Instructions for the task: Your answer should be the lines below from the one with "pub fn new(text: &'t" to the one with "return styled_pieces(text, line, styles)", both included, given again exactly and with nothing added.
——
//! Convert `word/document.xml` content to Markdown.
//!
//! Handles Word Open XML elements:
//! - `w:p` (paragraphs) → paragraphs, `#` headings, list items, `>` quotes
//! - `w:r` (runs) with `w:b` / `w:i` → `**bold**` / `*italic*`
//! - `w:t` (text), `w:br` (breaks), `w:tab`
//! - `w:tbl` (tables) → pipe tables, first row as header
//! - `a:blip` (images) → `![alt](media/..)`
//! - `w:hyperlink` → `[text](target)`

use std::collections::HashMap;

use quick_xml::events::{BytesStart, Event};
use quick_xml::Reader;

use convert_utils::markdown::pipe_table;
use convert_utils::xml::{attr, local_name, namespaced_attr};

use crate::styles::{self, Numbering, StyleInfo};

/// Convert the main document XML into Markdown.
pub fn convert_document(
    xml: &str,
    rels: &HashMap<String, String>,
    styles: &HashMap<String, StyleInfo>,
    numbering: &Numbering,
) -> String {
    let mut reader = Reader::from_str(xml);
    let mut state = ConvertState::new(rels, styles, numbering);

    loop {
        match reader.read_event() {
            Ok(Event::Start(ref e)) => state.handle_start(&local_name(e), e),
            Ok(Event::Empty(ref e)) => {
                let local = local_name(e);
                state.handle_start(&local, e);
                state.handle_end(&local);
            }
            Ok(Event::Text(ref e)) => {
                if state.in_text {
                    if let Ok(text) = e.unescape() {
                        state.push_text(&text);
                    }
                }
            }
            Ok(Event::End(ref e)) => {
                let local = String::from_utf8_lossy(e.local_name().as_ref()).into_owned();
                state.handle_end(&local);
            }
            Ok(Event::Eof) => break,
            Err(e) => {
                log::warn!("document.xml parse error: {}", e);
                break;
            }
            _ => {}
        }
    }

    state.finish()
}

struct Block {
    text: String,
    list_item: bool,
}

struct ConvertState<'a> {
    rels: &'a HashMap<String, String>,
    styles: &'a HashMap<String, StyleInfo>,
    numbering: &'a Numbering,

    blocks: Vec<Block>,

    // Run state
    in_run: bool,
    in_text: bool,
    run_bold: bool,
    run_italic: bool,
    /// Markers currently open in the paragraph buffer (bold, italic).
    open_bold: bool,
    open_italic: bool,

    // Paragraph state
    para_style_id: String,
    para_num_id: String,
    para_ilvl: u8,
    para_buffer: String,
    pending_alt: String,

    // Hyperlink: buffer offset where the link text starts, and its target
    hyperlink: Option<(usize, Option<String>)>,

    // Tables; only the outermost table becomes a pipe table
    table_depth: usize,
    rows: Vec<Vec<String>>,
    row: Vec<String>,
    cell: Vec<String>,

    /// Ordered-list counters keyed by (numId, ilvl).
    counters: HashMap<(String, u8), usize>,
}

impl<'a> ConvertState<'a> {
    fn new(
        rels: &'a HashMap<String, String>,
        styles: &'a HashMap<String, StyleInfo>,
        numbering: &'a Numbering,
    ) -> Self {
        Self {
            rels,
            styles,
            numbering,
            blocks: Vec::new(),
            in_run: false,
            in_text: false,
            run_bold: false,
            run_italic: false,
            open_bold: false,
            open_italic: false,
            para_style_id: String::new(),
            para_num_id: String::new(),
            para_ilvl: 0,
            para_buffer: String::new(),
            pending_alt: String::new(),
            hyperlink: None,
            table_depth: 0,
            rows: Vec::new(),
            row: Vec::new(),
            cell: Vec::new(),
            counters: HashMap::new(),
        }
    }

    fn handle_start(&mut self, local: &str, e: &BytesStart<'_>) {
        match local {
            "p" => {
                self.para_style_id.clear();
                self.para_num_id.clear();
                self.para_ilvl = 0;
                self.para_buffer.clear();
                self.open_bold = false;
                self.open_italic = false;
            }
            "pStyle" => self.para_style_id = attr(e, "val").unwrap_or_default(),
            "numId" => self.para_num_id = attr(e, "val").unwrap_or_default(),
            "ilvl" => self.para_ilvl = attr(e, "val").and_then(|v| v.parse().ok()).unwrap_or(0),
            "r" => {
                self.in_run = true;
                self.run_bold = false;
                self.run_italic = false;
            }
            "b" if self.in_run => self.run_bold = toggle_on(e),
            "i" if self.in_run => self.run_italic = toggle_on(e),
            "t" => self.in_text = true,
            "br" if self.in_run => {
                // Page and column breaks carry a type; only text wrapping breaks a line
                if attr(e, "type").map_or(true, |t| t == "textWrapping") {
                    self.push_raw("\n");
                }
            }
            "tab" if self.in_run => self.push_raw(" "),
            "hyperlink" => {
                self.close_formatting();
                let target = namespaced_attr(e, "id")
                    .and_then(|rid| self.rels.get(&rid).cloned())
                    .or_else(|| attr(e, "anchor").map(|a| format!("#{}", a)));
                self.hyperlink = Some((self.para_buffer.len(), target));
            }
            "docPr" => self.pending_alt = attr(e, "descr").unwrap_or_default(),
            "blip" => {
                if let Some(target) = attr(e, "embed").and_then(|rid| self.rels.get(&rid)) {
                    let image = format!("![{}]({})", self.pending_alt.trim(), target);
                    self.push_raw(&image);
                }
                self.pending_alt.clear();
            }
            "tbl" => {
                self.table_depth += 1;
                if self.table_depth == 1 {
                    self.rows.clear();
                }
            }
            "tr" if self.table_depth == 1 => self.row.clear(),
            "tc" if self.table_depth == 1 => self.cell.clear(),
            _ => {}
        }
    }

    fn handle_end(&mut self, local: &str) {
        match local {
            "t" => self.in_text = false,
            "r" => self.in_run = false,
            "hyperlink" => {
                self.close_formatting();
                if let Some((start, target)) = self.hyperlink.take() {
                    if let Some(target) = target {
                        let text = self.para_buffer.split_off(start.min(self.para_buffer.len()));
                        if !text.trim().is_empty() {
                            self.para_buffer
                                .push_str(&format!("[{}]({})", text.trim(), target));
                        }
                    }
                }
            }
            "p" => self.flush_paragraph(),
            "tc" if self.table_depth == 1 => {
                let cell = std::mem::take(&mut self.cell).join("\n");
                self.row.push(cell);
            }
            "tr" if self.table_depth == 1 => {
                let row = std::mem::take(&mut self.row);
                self.rows.push(row);
            }
            "tbl" => {
                self.table_depth = self.table_depth.saturating_sub(1);
                if self.table_depth == 0 {
                    let table = pipe_table(&self.rows);
                    self.rows.clear();
                    self.push_block(table.trim_end().to_string(), false);
                }
            }
            _ => {}
        }
    }

    /// Append run text, switching emphasis markers when the formatting changes.
    fn push_text(&mut self, text: &str) {
        if text.is_empty() {
            return;
        }
        let want = (self.run_bold && self.in_run, self.run_italic && self.in_run);
        if want != (self.open_bold, self.open_italic) {
            self.close_formatting();
            let trimmed = text.trim_start();
            self.para_buffer.push_str(&text[..text.len() - trimmed.len()]);
            if want.0 {
                self.para_buffer.push_str("**");
            }
            if want.1 {
                self.para_buffer.push('*');
            }
            self.open_bold = want.0;
            self.open_italic = want.1;
            self.para_buffer.push_str(trimmed);
        } else {
            self.para_buffer.push_str(text);
        }
    }

    fn push_raw(&mut self, text: &str) {
        self.close_formatting();
        self.para_buffer.push_str(text);
    }

    fn close_formatting(&mut self) {
        if !self.open_bold && !self.open_italic {
            return;
        }
        let content_len = self.para_buffer.trim_end().len();
        let trailing = self.para_buffer.split_off(content_len);
        if self.open_italic {
            self.para_buffer.push('*');
        }
        if self.open_bold {
            self.para_buffer.push_str("**");
        }
        self.para_buffer.push_str(&trailing);
        self.open_bold = false;
        self.open_italic = false;
    }

    fn flush_paragraph(&mut self) {
        self.close_formatting();
        let text = std::mem::take(&mut self.para_buffer);
        let text = text.trim();

        if self.table_depth > 0 {
            if !text.is_empty() {
                self.cell.push(text.to_string());
            }
            return;
        }
        if text.is_empty() {
            return;
        }

        let heading = if self.para_style_id.is_empty() {
            None
        } else {
            styles::heading_level(&self.para_style_id, self.styles)
        };
        let is_list = !self.para_num_id.is_empty() && self.para_num_id != "0";

        if let Some(level) = heading {
            let line = text.replace('\n', " ");
            self.push_block(format!("{} {}", "#".repeat(level as usize), line), false);
        } else if is_list {
            let marker = self.list_marker();
            let indent = "  ".repeat(self.para_ilvl as usize);
            self.push_block(format!("{}{} {}", indent, marker, text.replace('\n', " ")), true);
        } else if styles::is_quote(&self.para_style_id, self.styles) {
            let quoted: Vec<String> = text.lines().map(|l| format!("> {}", l)).collect();
            self.push_block(quoted.join("\n"), false);
        } else {
            self.push_block(text.to_string(), false);
        }
    }

    fn list_marker(&mut self) -> String {
        let num_id = self.para_num_id.clone();
        let ilvl = self.para_ilvl;
        // A shallower item restarts numbering of deeper levels
        self.counters
            .retain(|(id, lvl), _| *id != num_id || *lvl <= ilvl);
        if self.numbering.is_bullet(&num_id, ilvl) {
            "*".to_string()
        } else {
            let n = self.counters.entry((num_id, ilvl)).or_insert(0);
            *n += 1;
            format!("{}.", n)
        }
    }

    fn push_block(&mut self, text: String, list_item: bool) {
        if !text.trim().is_empty() {
            self.blocks.push(Block { text, list_item });
        }
    }

    fn finish(self) -> String {
        let mut out = String::new();
        let mut prev_list = false;
        for (i, block) in self.blocks.iter().enumerate() {
            if i > 0 {
                out.push_str(if prev_list && block.list_item { "\n" } else { "\n\n" });
            }
            out.push_str(&block.text);
            prev_list = block.list_item;
        }
        out
    }
}

/// `<w:b/>` turns formatting on; `<w:b w:val="0"/>` or `false` turns it off.
fn toggle_on(e: &BytesStart<'_>) -> bool {
    !matches!(attr(e, "val").as_deref(), Some("0") | Some("false") | Some("off"))
}
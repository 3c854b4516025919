//! convert: turn every document in a folder into Markdown and, unless
//! disabled, a direction-aware PDF.

use std::process;

use anyhow::Result;
use clap::Parser;

use convert_core::pipeline::PipelineBuilder;
use convert_output_pdf::PdfOutputPlugin;
use docmark::{default_registry, init_logging, progress_logger, CommonArgs};

#[derive(Parser)]
#[command(
    name = "convert",
    version,
    about = "Convert documents to Markdown and bidi-aware PDF"
)]
struct Cli {
    #[command(flatten)]
    common: CommonArgs,

    /// Only write Markdown files
    #[arg(long)]
    no_pdf: bool,

    /// Dump effective merged config as TOML and exit
    #[arg(long)]
    dump_config: bool,
}

fn main() {
    let cli = Cli::parse();
    init_logging(cli.common.verbose);

    match run(&cli) {
        Ok(true) => {}
        Ok(false) => process::exit(1),
        Err(e) => {
            eprintln!("Error: {:#}", e);
            process::exit(1);
        }
    }
}

/// Returns whether every file converted cleanly.
fn run(cli: &Cli) -> Result<bool> {
    let mut options = cli.common.load_options()?;
    if cli.no_pdf {
        options.generate_pdf = false;
    }

    if cli.dump_config {
        print!("{}", options.to_toml()?);
        return Ok(true);
    }

    let mut builder = PipelineBuilder::new()
        .registry(default_registry())
        .progress_reporter(progress_logger());
    if options.generate_pdf {
        builder = builder.output(Box::new(PdfOutputPlugin));
    }
    let pipeline = builder.build()?;

    let report = pipeline.run(&options.input_dir, &options.output_dir, &options)?;
    if report.is_empty() {
        return Ok(true);
    }
    log::info!(
        "Done: {} converted, {} failed -> {}",
        report.succeeded(),
        report.failed(),
        options.output_dir.display()
    );
    Ok(report.is_success())
}
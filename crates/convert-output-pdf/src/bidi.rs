//! Line direction and visual reordering via the Unicode Bidirectional Algorithm.

use std::ops::Range;

use unicode_bidi::{bidi_class, get_base_direction, BidiClass, BidiInfo, Level};

use crate::fonts::FontStyle;

#[derive(Debug, Clone, Copy, PartialEq, Eq)]
pub enum Direction {
    Ltr,
    Rtl,
}

/// Direction of a line: the first strong character decides, and a line
/// without one (digits, punctuation, empty) is left-to-right.
pub fn line_direction(text: &str) -> Direction {
    match get_base_direction(text) {
        unicode_bidi::Direction::Rtl => Direction::Rtl,
        _ => Direction::Ltr,
    }
}

/// A style applied to a byte range of the logical text.
#[derive(Debug, Clone, PartialEq)]
pub struct StyleRun {
    pub range: Range<usize>,
    pub style: FontStyle,
}

/// A piece of a line in visual order, drawn left to right.
#[derive(Debug, Clone, PartialEq)]
pub struct Fragment {
    pub text: String,
    pub style: FontStyle,
}

/// Logical text prepared for reordering one wrapped line at a time.
pub struct Reorderer<'t> {
    info: BidiInfo<'t>,
}

impl<'t> Reorderer<'t> {
    /// `text` must not contain paragraph separators; see [`single_paragraph`].
    pub fn new(text: &'t str, direction: Direction) -> Self {
        let level = match direction {
            Direction::Ltr => Level::ltr(),
            Direction::Rtl => Level::rtl(),
        };
        Self {
            info: BidiInfo::new(text, Some(level)),
        }
    }

    /// Visual-order fragments for the logical byte range `line`.
    ///
    /// Right-to-left runs are reversed character by character with mirrored
    /// brackets; style boundaries inside a run are kept.
    pub fn fragments(&self, line: Range<usize>, styles: &[StyleRun]) -> Vec<Fragment> {
        let text = self.info.text;
        let Some(para) = self
            .info
            .paragraphs
            .iter()
            .find(|p| p.range.start <= line.start && line.end <= p.range.end)
        else {
            return styled_pieces(text, line, styles)
                .into_iter()
                .map(|(r, style)| Fragment {
                    text: text[r].to_string(),
                    style,
                })
                .collect();
        };

        let (levels, runs) = self.info.visual_runs(para, line);
        let mut out: Vec<Fragment> = Vec::new();
        for run in runs {
            let rtl = levels[run.start].is_rtl();
            let mut pieces = styled_pieces(text, run, styles);
            if rtl {
                pieces.reverse();
            }
            for (range, style) in pieces {
                let piece = &text[range];
                let drawn = if rtl {
                    piece.chars().rev().map(mirror).collect()
                } else {
                    piece.to_string()
                };
                push_fragment(&mut out, drawn, style);
            }
        }
        out
    }
}

/// Replace paragraph and segment separators (tabs included) with spaces so
/// the whole line is a single bidi paragraph.
pub fn single_paragraph(text: &str) -> String {
    text.chars()
        .map(|c| match bidi_class(c) {
            BidiClass::B | BidiClass::S => ' ',
            _ => c,
        })
        .collect()
}

/// Split `range` at style boundaries.
fn styled_pieces(
    text: &str,
    range: Range<usize>,
    styles: &[StyleRun],
) -> Vec<(Range<usize>, FontStyle)> {
    let mut pieces = Vec::new();
    for run in styles {
        let start = run.range.start.max(range.start);
        let end = run.range.end.min(range.end);
        if start < end && text.is_char_boundary(start) && text.is_char_boundary(end) {
            pieces.push((start..end, run.style));
        }
    }
    if pieces.is_empty() && !range.is_empty() {
        pieces.push((range, FontStyle::Regular));
    }
    pieces
}

fn push_fragment(out: &mut Vec<Fragment>, text: String, style: FontStyle) {
    if text.is_empty() {
        return;
    }
    match out.last_mut() {
        Some(last) if last.style == style => last.text.push_str(&text),
        _ => out.push(Fragment { text, style }),
    }
}

/// Bidi mirroring for the paired characters that commonly show up in text.
fn mirror(c: char) -> char {
    match c {
        '(' => ')',
        ')' => '(',
        '[' => ']',
        ']' => '[',
        '{' => '}',
        '}' => '{',
        '<' => '>',
        '>' => '<',
        '«' => '»',
        '»' => '«',
        '‹' => '›',
        '›' => '‹',
        _ => c,
    }
}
——
Answer for the task:
    pub fn new(text: &'t str, direction: Direction) -> Self {
        let level = match direction {
            Direction::Ltr => Level::ltr(),
            Direction::Rtl => Level::rtl(),
        };
        Self {
            info: BidiInfo::new(text, Some(level)),
        }
    }

    /// Visual-order fragments for the logical byte range `line`.
    ///
    /// Right-to-left runs are reversed character by character with mirrored
    /// brackets; style boundaries inside a run are kept.
    pub fn fragments(&self, line: Range<usize>, styles: &[StyleRun]) -> Vec<Fragment> {
        let text = self.info.text;
        let Some(para) = self
            .info
            .paragraphs
            .iter()
            .find(|p| p.range.start <= line.start && line.end <= p.range.end)
        else {
            return styled_pieces(text, line, styles)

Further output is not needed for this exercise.